Em meio a críticas de Trump, Museu Obama é inaugurado em Chicago

Quatro ex-presidentes dos EUA e suas esposas reunidos para a inauguração do Obama Presidential Center - Foto: X/Barack Obama
Museu dedicado à presidência de Barack Obama abre as portas no South Side de Chicago em meio a críticas de Trump e polêmicas arquitetônicas
O Obama Presidential Center, espaço dedicado a preservar a história de Barack Obama e de sua presidência, será inaugurado nesta sexta-feira (19/6) em um bairro popular de Chicago.
A cerimônia de abertura, realizada na quinta-feira (18/6), contou com apresentações de artistas como Christina Aguilera, Bruce Springsteen e Stevie Wonder, além da presença dos ex-presidentes Joe Biden, George W. Bush e Bill Clinton, ao lado do próprio Obama.
Instalado no South Side, região onde Obama viveu durante anos, o museu é apresentado oficialmente como uma "biblioteca presidencial" e chama a atenção por sua arquitetura de linhas puras, composta por um bloco de granito cinza com poucas janelas.
Segundo os arquitetos Tod Williams e Billie Tsien, responsáveis pelo projeto, a torre de 69 metros de altura remete a quatro mãos estendidas para o céu.
O edifício segue uma tradição americana consolidada. Bill Clinton, George Bush e Ronald Reagan também construíram seus próprios museus e bibliotecas presidenciais, prática regulamentada por uma lei aprovada pelo Congresso em 1955. Donald Trump, por sua vez, já sinalizou que pretende construir sua própria versão em Miami, na Flórida.

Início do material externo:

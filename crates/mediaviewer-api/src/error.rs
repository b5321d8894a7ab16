//! API error type. Every failure a handler can return maps to one status
//! class; 5xx variants carry a fixed message and their detail is logged by
//! the handler, never sent to the client.

use axum::Json;
use axum::http::StatusCode;
use axum::response::{IntoResponse, Response};
use thiserror::Error;

use mediaviewer_types::api::ErrorResponse;
use mediaviewer_types::metadata::MetadataError;

use crate::homeserver::ResolveError;

#[derive(Debug, Error)]
pub enum ApiError {
    #[error("Failed to decode request JSON")]
    InvalidJson(#[source] serde_json::Error),

    #[error("Failed to decode metadata: {0}")]
    Validation(#[from] MetadataError),

    #[error("Incorrect authentication key")]
    Unauthorized,

    #[error("File not found")]
    NotFound,

    #[error("Failed to resolve homeserver URL")]
    Resolution(#[source] ResolveError),

    #[error("{0}")]
    Storage(&'static str),
}

impl ApiError {
    pub fn status_code(&self) -> StatusCode {
        match self {
            Self::InvalidJson(_) | Self::Validation(_) => StatusCode::BAD_REQUEST,
            Self::Unauthorized => StatusCode::UNAUTHORIZED,
            Self::NotFound => StatusCode::NOT_FOUND,
            Self::Resolution(_) | Self::Storage(_) => StatusCode::INTERNAL_SERVER_ERROR,
        }
    }
}

impl IntoResponse for ApiError {
    fn into_response(self) -> Response {
        let body = ErrorResponse {
            message: self.to_string(),
        };
        (self.status_code(), Json(body)).into_response()
    }
}

pub type ApiResult<T> = std::result::Result<T, ApiError>;
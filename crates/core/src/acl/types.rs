use std::fmt;
use std::str::FromStr;

use serde::{Deserialize, Serialize};

use super::error::IdentityProviderError;

/// The kind of external authentication source an identity provider describes.
///
/// Only Kubernetes service-account token review is implemented today.
#[derive(Debug, Clone, Copy, PartialEq, Eq, Hash, Serialize, Deserialize)]
#[serde(rename_all = "lowercase")]
pub enum IdentityProviderType {
    Kubernetes,
}

impl IdentityProviderType {
    /// Returns the wire name of this type.
    pub fn as_str(&self) -> &'static str {
        match self {
            IdentityProviderType::Kubernetes => "kubernetes",
        }
    }
}

impl fmt::Display for IdentityProviderType {
    fn fmt(&self, f: &mut fmt::Formatter<'_>) -> fmt::Result {
        f.write_str(self.as_str())
    }
}

impl FromStr for IdentityProviderType {
    type Err = IdentityProviderError;

    fn from_str(s: &str) -> Result<Self, Self::Err> {
        match s {
            "kubernetes" => Ok(IdentityProviderType::Kubernetes),
            other => Err(IdentityProviderError::UnsupportedType(other.to_string())),
        }
    }
}

/// A named identity provider as stored by the access-control service.
#[derive(Debug, Clone, PartialEq, Eq, Serialize, Deserialize)]
#[serde(rename_all = "PascalCase")]
pub struct IdentityProvider {
    pub name: String,
    #[serde(rename = "Type")]
    pub idp_type: IdentityProviderType,
    #[serde(default, skip_serializing_if = "Option::is_none")]
    pub description: Option<String>,
    #[serde(default)]
    pub kubernetes_host: String,
    #[serde(rename = "KubernetesCACert", default)]
    pub kubernetes_ca_cert: String,
    #[serde(rename = "KubernetesServiceAccountJWT", default)]
    pub kubernetes_service_account_jwt: String,
    /// Raft index at which the record was created. Maintained by the server.
    #[serde(default)]
    pub create_index: u64,
    /// Raft index of the last write. Maintained by the server.
    #[serde(default)]
    pub modify_index: u64,
}

impl IdentityProvider {
    /// Creates a Kubernetes identity provider.
    pub fn kubernetes(
        name: impl Into<String>,
        host: impl Into<String>,
        ca_cert: impl Into<String>,
        service_account_jwt: impl Into<String>,
    ) -> Self {
        Self {
            name: name.into(),
            idp_type: IdentityProviderType::Kubernetes,
            description: None,
            kubernetes_host: host.into(),
            kubernetes_ca_cert: ca_cert.into(),
            kubernetes_service_account_jwt: service_account_jwt.into(),
            create_index: 0,
            modify_index: 0,
        }
    }

    /// Sets the description for this identity provider.
    pub fn with_description(mut self, description: impl Into<String>) -> Self {
        self.description = Some(description.into());
        self
    }
}
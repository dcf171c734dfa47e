//! idpctl_client - CLI client for managing identity providers.

pub mod cli;
pub mod client;
pub mod commands;
pub mod config;
pub mod error;
pub mod output;

use std::io::Write;

use cli::{Cli, Commands};
use commands::Context;

pub use client::{AclClient, InMemoryIdentityProviders};
pub use config::ClientConfig;
pub use error::{ClientError, Result};

/// Run a parsed command line against the HTTP API. Returns the process exit code.
pub async fn run(cli: Cli, out: &mut dyn Write, err: &mut dyn Write) -> u8 {
    let client = match ClientConfig::from_args(&cli.connection).and_then(|c| AclClient::new(&c)) {
        Ok(client) => client,
        Err(e) => {
            let _ = writeln!(err, "Error initializing API client: {}", e);
            return 1;
        }
    };
    tracing::debug!(addr = %client.base_url(), "using access-control API");

    let ctx = Context::new(cli.format).with_quiet(cli.quiet);
    let Commands::Idp(cmd) = cli.command;
    commands::execute(&client, cmd.action, &ctx, out, err).await
}
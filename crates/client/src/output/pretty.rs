//! Pretty output formatting.

use idpctl_core::acl::IdentityProvider;

/// Number of JWT characters shown before it is cut off.
const JWT_PREVIEW_CHARS: usize = 16;

/// Abbreviate a bearer token so it is recognisable without being reusable.
pub fn abbreviate_jwt(jwt: &str) -> String {
    match jwt.char_indices().nth(JWT_PREVIEW_CHARS) {
        Some((idx, _)) => format!("{}...", &jwt[..idx]),
        None => jwt.to_string(),
    }
}

/// Format an identity provider for display.
pub fn format_identity_provider(idp: &IdentityProvider) -> String {
    let mut output = format!("Name:            {}\nType:            {}", idp.name, idp.idp_type);
    if let Some(desc) = idp.description.as_deref().filter(|d| !d.is_empty()) {
        output.push_str(&format!("\nDescription:     {}", desc));
    }
    if idp.create_index != 0 || idp.modify_index != 0 {
        output.push_str(&format!(
            "\nCreate Index:    {}\nModify Index:    {}",
            idp.create_index, idp.modify_index
        ));
    }
    output.push_str(&format!("\nKubernetes Host: {}", idp.kubernetes_host));
    output.push_str(&format!(
        "\nKubernetes Service Account JWT: {}",
        abbreviate_jwt(&idp.kubernetes_service_account_jwt)
    ));
    output.push_str("\nKubernetes CA Cert:\n");
    output.push_str(idp.kubernetes_ca_cert.trim_end());
    output
}

/// Format identity providers for display, separated by blank lines.
pub fn format_identity_providers(idps: &[IdentityProvider]) -> String {
    idps.iter()
        .map(format_identity_provider)
        .collect::<Vec<_>>()
        .join("\n\n")
}
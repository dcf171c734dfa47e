//! idpctl_core - Functional core for managing identity providers.
//!
//! Holds the identity provider record, the create and update planning
//! rules, the value-or-`@file` resolver and the [`acl::IdentityProviderApi`]
//! seam that the client crate implements over HTTP. Nothing in here does
//! network I/O.

pub mod acl;
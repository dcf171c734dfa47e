//! Output formatting functions.

pub mod json;
pub mod pretty;

use idpctl_core::acl::IdentityProvider;

use crate::cli::OutputFormat;

/// Format a single identity provider in the requested format.
pub fn format_identity_provider(idp: &IdentityProvider, format: OutputFormat) -> String {
    match format {
        OutputFormat::Json => json::format_json(idp),
        OutputFormat::Pretty => pretty::format_identity_provider(idp),
    }
}

/// Format a list of identity providers in the requested format.
///
/// An empty list renders as nothing in pretty mode and as `[]` in JSON mode.
pub fn format_identity_providers(idps: &[IdentityProvider], format: OutputFormat) -> String {
    match format {
        OutputFormat::Json => json::format_json(idps),
        OutputFormat::Pretty => pretty::format_identity_providers(idps),
    }
}
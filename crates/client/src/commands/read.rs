//! `idp read`.

use std::io::Write;

use idpctl_core::acl::IdentityProviderApi;

use super::{CommandError, Context};
use crate::cli::idp::ReadArgs;

/// Fetch one identity provider by name and print it.
pub async fn run<A>(
    api: &A,
    args: ReadArgs,
    ctx: &Context,
    out: &mut dyn Write,
) -> Result<(), CommandError>
where
    A: IdentityProviderApi + ?Sized,
{
    let name = args
        .name
        .filter(|n| !n.is_empty())
        .ok_or(CommandError::ReadWithoutName)?;

    let idp = api
        .read_identity_provider(&name)
        .await
        .map_err(|e| CommandError::remote(format!("Error reading identity provider {name}"), e))?
        .ok_or_else(|| CommandError::NotFound { name: name.clone() })?;

    ctx.print(out, &idp)
}
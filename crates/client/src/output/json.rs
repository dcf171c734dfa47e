//! JSON output formatting.

/// Format a value as indented JSON.
pub fn format_json<T: serde::Serialize + ?Sized>(value: &T) -> String {
    serde_json::to_string_pretty(value).unwrap_or_default()
}
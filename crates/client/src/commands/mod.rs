//! Command runners.
//!
//! Each runner validates its flags, makes at most two sequential calls through
//! [`IdentityProviderApi`] and writes its result to the output sink. Failures are
//! returned as [`CommandError`] and written to the error sink by [`execute`].

pub mod create;
pub mod error;
pub mod list;
pub mod read;
pub mod update;

use std::io::Write;

use idpctl_core::acl::{IdentityProvider, IdentityProviderApi};

use crate::cli::idp::IdpAction;
use crate::cli::OutputFormat;
use crate::output;

pub use error::CommandError;

/// Output settings shared by every command.
#[derive(Debug, Clone, Copy, Default)]
pub struct Context {
    pub format: OutputFormat,
    pub quiet: bool,
}

impl Context {
    /// Create a context with the given output format.
    pub fn new(format: OutputFormat) -> Self {
        Self {
            format,
            quiet: false,
        }
    }

    /// Sets whether write results are echoed.
    pub fn with_quiet(mut self, quiet: bool) -> Self {
        self.quiet = quiet;
        self
    }

    /// Write a single identity provider.
    fn print(&self, out: &mut dyn Write, idp: &IdentityProvider) -> Result<(), CommandError> {
        writeln!(out, "{}", output::format_identity_provider(idp, self.format))?;
        Ok(())
    }

    /// Write the result of a create or update unless `--quiet` was given.
    fn print_written(
        &self,
        out: &mut dyn Write,
        idp: &IdentityProvider,
    ) -> Result<(), CommandError> {
        if self.quiet {
            return Ok(());
        }
        self.print(out, idp)
    }
}

/// Run one identity provider action.
pub async fn run_action<A>(
    api: &A,
    action: IdpAction,
    ctx: &Context,
    out: &mut dyn Write,
) -> Result<(), CommandError>
where
    A: IdentityProviderApi + ?Sized,
{
    match action {
        IdpAction::Create(args) => create::run(api, args, ctx, out).await,
        IdpAction::Read(args) => read::run(api, args, ctx, out).await,
        IdpAction::List => list::run(api, ctx, out).await,
        IdpAction::Update(args) => update::run(api, args, ctx, out).await,
    }
}

/// Run one action and report any failure on `err`. Returns the process exit code.
pub async fn execute<A>(
    api: &A,
    action: IdpAction,
    ctx: &Context,
    out: &mut dyn Write,
    err: &mut dyn Write,
) -> u8
where
    A: IdentityProviderApi + ?Sized,
{
    match run_action(api, action, ctx, out).await {
        Ok(()) => 0,
        Err(e) => {
            tracing::debug!(error = ?e, "command failed");
            // Nothing else to report to if stderr itself is gone.
            let _ = writeln!(err, "{}", e);
            e.exit_code()
        }
    }
}
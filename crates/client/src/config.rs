//! Connection configuration for the access-control API.

use std::time::Duration;

use url::Url;

use crate::cli::ConnectionArgs;
use crate::error::{ClientError, Result};

/// Default address of the access-control HTTP API.
pub const DEFAULT_HTTP_ADDR: &str = "http://127.0.0.1:8500";

/// Default request timeout in seconds.
pub const DEFAULT_TIMEOUT_SECS: u64 = 30;

/// Resolved connection settings shared by every command.
#[derive(Debug, Clone)]
pub struct ClientConfig {
    /// Base URL of the HTTP API.
    pub http_addr: Url,
    /// ACL token sent with every request.
    pub token: Option<String>,
    /// Per-request timeout.
    pub timeout: Duration,
}

impl ClientConfig {
    /// Build a config for `addr` with no token and the default timeout.
    pub fn new(addr: &str) -> Result<Self> {
        Ok(Self {
            http_addr: parse_http_addr(addr)?,
            token: None,
            timeout: Duration::from_secs(DEFAULT_TIMEOUT_SECS),
        })
    }

    /// Build a config from the global connection flags.
    pub fn from_args(args: &ConnectionArgs) -> Result<Self> {
        Ok(Self {
            http_addr: parse_http_addr(&args.http_addr)?,
            token: args.token.clone().filter(|t| !t.is_empty()),
            timeout: Duration::from_secs(args.timeout_secs),
        })
    }

    /// Sets the ACL token.
    pub fn with_token(mut self, token: impl Into<String>) -> Self {
        self.token = Some(token.into());
        self
    }
}

/// Parse an HTTP address, defaulting to `http://` when no scheme is given.
///
/// The returned URL always ends with `/` so endpoint paths join under any
/// path prefix in the address.
pub fn parse_http_addr(addr: &str) -> Result<Url> {
    let with_scheme = if addr.contains("://") {
        addr.to_string()
    } else {
        format!("http://{addr}")
    };
    let mut url = Url::parse(&with_scheme).map_err(|source| ClientError::InvalidAddress {
        addr: addr.to_string(),
        source,
    })?;
    if !url.path().ends_with('/') {
        let path = format!("{}/", url.path());
        url.set_path(&path);
    }
    Ok(url)
}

A inauguração do centro de Obama vem sendo amplamente comentada há meses. O projeto custou mais de US$ 800 milhões, valor considerado elevado para um espaço que, segundo a equipe do ex-presidente democrata, pretende funcionar ao mesmo tempo como local de memória e centro comunitário.
É "um refúgio de esperança", afirma o site da Fundação Obama. A palavra "Hope" ("Esperança") aparece em destaque na entrada do complexo, e 100% do custo da obra foi financiado por doações privadas.
A instituição ocupa cerca de oito hectares no terreno que sediou a Exposição Universal de 1893. Os visitantes podem explorar arquivos escritos, fotos, vídeos e até apreciar presentes recebidos pelo ex-presidente durante seu mandato.
O público também terá acesso a uma reprodução do Salão Oval tal como era na época em que Obama ocupava a Casa Branca, antes de Donald Trump acrescentar sua decoração dourada.
Trump não poupou críticas ao centro presidencial. No início de junho, o atual chefe da Casa Branca ridicularizou o projeto ao compartilhar nas redes sociais uma imagem gerada por inteligência artificial.
A montagem substituía a estrutura original por um enorme contêiner com um saco de lixo, removia as áreas verdes ao redor do complexo e acrescentava, em seu lugar, barracas e acampamentos de pessoas em situação de rua. A imagem vinha acompanhada da legenda: "A Biblioteca Barack Hussein Obama, daqui a 10 anos, quando estiver totalmente madura!"
As críticas de Trump ecoam uma resistência mais ampla à arquitetura do edifício. O jornal The New York Times considera que a torre é fria e pouco convidativa; o Washington Post fala em uma espécie de viagem no tempo; já o Guardian a compara a "uma prisão de ficção científica ameaçadora".
O projeto foi apelidado de "Obamalisco" e chegou a ser comparado por alguns a naves da saga Star Wars.
Além da arquitetura, a construção do centro em um terreno público, próximo a bairros populares, gerou diversas ações judiciais que tentaram barrar o projeto.
Embora Obama afirme que o objetivo do espaço é ser acessível a todos, desde o anúncio da obra os preços dos imóveis na região dispararam e a construção de moradias de alto padrão se acelerou. A entrada para o museu custa US$ 30.